Startled when she finally notices me, my mother wipes quickly at her eyes and then stops whatever she’s listening to.
“What are you doing?” I ask again.
Looking tired, she sits on the bed. “Going through your dad’s stuff. I figured it was time.”
“What are you doing with it?”
“Donating what I can. Pitching the rest.”
Noting a hole at the collar of the SWWT shirt, I stare at the pile in horror. “Is this the trash?”
Mom sticks her finger through the seam. “Does this look like something I can donate?”
Rifling through the rejects, I see countless (23) Bon Jovi shirts, along with a bunch paying homage to other rock gods. “But how can you get rid of these? They’re Dad’s Bon Jovi shirts.”
I write contemporary YA and have two projects in the works.

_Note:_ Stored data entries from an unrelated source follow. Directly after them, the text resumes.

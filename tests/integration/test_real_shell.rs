//! Real Shell Tests
//!
//! Run against `/bin/bash` on a real PTY. Ignored by default because they
//! depend on the host shell and its startup files:
//!
//! ```text
//! cargo test --test test_real_shell -- --ignored
//! ```

#![cfg(unix)]

use shellbridge::config::Config;
use shellbridge::{ExecuteOptions, ShellSessionManager};
use std::path::{Path, PathBuf};
use std::time::Duration;

fn bash_manager() -> Option<ShellSessionManager> {
    if !Path::new("/bin/bash").exists() {
        return None;
    }
    let mut config = Config::default();
    config.shell.program = Some(PathBuf::from("/bin/bash"));
    config.shell.args = vec!["--norc".to_string(), "--noprofile".to_string()];
    config.protocol.quiescence_poll_ms = 100;
    Some(ShellSessionManager::with_pty(config))
}

#[tokio::test]
#[ignore]
async fn test_bash_echo_roundtrip() {
    let Some(manager) = bash_manager() else {
        return;
    };
    manager.create_shell_session().await.unwrap();
    assert!(manager.sentinel().is_some());

    let output = manager
        .execute_shell_command("echo shellbridge-ok", ExecuteOptions::with_timeout(Duration::from_secs(10)))
        .await
        .unwrap();
    assert_eq!(output, "shellbridge-ok");

    manager.close_shell_session().await.unwrap();
}

#[tokio::test]
#[ignore]
async fn test_bash_directory_tracking() {
    let Some(manager) = bash_manager() else {
        return;
    };
    let dir = tempfile::tempdir().unwrap();
    let target = dir.path().canonicalize().unwrap();
    manager.create_shell_session().await.unwrap();

    let cwd = manager.navigate_to_directory(&target).await.unwrap();
    assert_eq!(cwd, target);

    manager.close_shell_session().await.unwrap();
}

#[tokio::test]
#[ignore]
async fn test_bash_interrupt_sleep() {
    let Some(manager) = bash_manager() else {
        return;
    };
    manager.create_shell_session().await.unwrap();

    let result = manager
        .execute_shell_command("sleep 30", ExecuteOptions::with_timeout(Duration::from_millis(500)))
        .await;
    assert!(result.is_err());

    manager.interrupt_shell_session().await.unwrap();
    let output = manager
        .execute_shell_command("echo after", ExecuteOptions::with_timeout(Duration::from_secs(10)))
        .await
        .unwrap();
    assert_eq!(output, "after");

    manager.close_shell_session().await.unwrap();
}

The first is about a sophomore English class that is tasked with writing a letter to Juliet while they’re reading Shakespeare’s classic. Only the letters don’t make it to Verona – they get posted online. And then someone starts responding.
The second project is a road trip story – seven kids who are just learning the others exist and their journey to meet the biological father they share before he dies.